In 2000 a third of Africa’s women of childbearing age (15-49) had a high-school education or better; researchers at the International Institute for Applied Systems Analysis in Vienna anticipate that by 2050 the figure will be 70%. Also around 2050, the U.N. Population Division projects that life expectancy at birth will average nearly 70 for the sub-Saharan region, up almost a decade and a half from today.

If such changes come to pass—changes that have corresponded with lower birth rates elsewhere in the world—would Africa still remain resistant to fertility decline? Some would reply that cultural tradition and related factors will continue to support high fertility rates, and those voices may ultimately be right. But that same argument was [wrongly] made about the greater Middle East not so long ago.
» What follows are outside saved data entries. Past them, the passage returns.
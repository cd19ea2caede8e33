mod types;
mod utils;

pub use types::ServiceAccountKey;
pub use utils::assemble;
pub use utils::assemble_from_env;
pub use utils::normalize_private_key;
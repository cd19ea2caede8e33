mod client;
mod token;
mod types;

pub use client::VertexClient;
pub use types::VertexConfig;
pub use types::{DEFAULT_LANGUAGE, DEFAULT_LOCATION, DEFAULT_MODEL};
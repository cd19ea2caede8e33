use anyhow::{anyhow, Context, Result};
use clap::Parser;
use std::path::{Path, PathBuf};

use scanlens::common::init_logger_exe;
use scanlens::credentials;
use scanlens::scan::scan_image;
use scanlens::vertex::{VertexClient, VertexConfig};

#[derive(Parser)]
#[command(version, about = "One-shot OCR of a local image via the hosted model", long_about = None)]
struct Cli {
    #[arg(
        long,
        help = "input file in image (png, jpeg, gif, webp, tiff, bmp, etc) format"
    )]
    image: PathBuf,
    #[arg(long, help = "language the text is mainly in")]
    language: Option<String>,
}

#[tokio::main]
async fn main() -> Result<()> {
    dotenvy::dotenv().ok();
    init_logger_exe();

    let cli = Cli::parse();

    let bytes = std::fs::read(&cli.image)
        .with_context(|| format!("failed to read {}", cli.image.display()))?;

    let config = VertexConfig::from_env().ok_or_else(|| anyhow!("GOOGLE_PROJECT_ID is not set"))?;
    let key = credentials::assemble_from_env()
        .ok_or_else(|| anyhow!("service account credentials are missing or incomplete"))?;
    let client = VertexClient::create(config, key)
        .ok_or_else(|| anyhow!("failed to construct the model client"))?;

    let language = cli
        .language
        .unwrap_or_else(|| client.default_language().to_string());
    let mime_type = mime_for_path(&cli.image);

    log::info!("scanning {} ({})", cli.image.display(), mime_type);

    let text = scan_image(&client, &bytes, mime_type, &language).await?;
    println!("{}", text);

    Ok(())
}

fn mime_for_path(path: &Path) -> &'static str {
    let extension = path
        .extension()
        .and_then(std::ffi::OsStr::to_str)
        .map(str::to_lowercase);

    match extension.as_deref() {
        Some("png") => "image/png",
        Some("gif") => "image/gif",
        Some("webp") => "image/webp",
        Some("bmp") => "image/bmp",
        Some("tif") | Some("tiff") => "image/tiff",
        // The upstream endpoint treats untagged uploads as JPEG anyway
        _ => "image/jpeg",
    }
}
Finally, as always the West forgets that they are the main consumers of the Earth’s resources – not the African people who consume far, far less per person. So perhaps we should look at our own consumption before we turn to the African people to tell them they shouldn’t have the choice to have 4 children (and research has shown that this is indeed a choice for many African women, rather than a lack of contraception which is so often assumed). The West is spending more and more on air travel, more powerful cars, multiple household appliances which are replaced rather than fixed, electronic devices that are practically made to break after a couple of years when they will surely be obsolete anyway and touchscreens which require rare earth minerals mined from the earth or the ocean floor. The bottom line is to remember to look beyond the headlines to the assumptions and biases which lie beneath.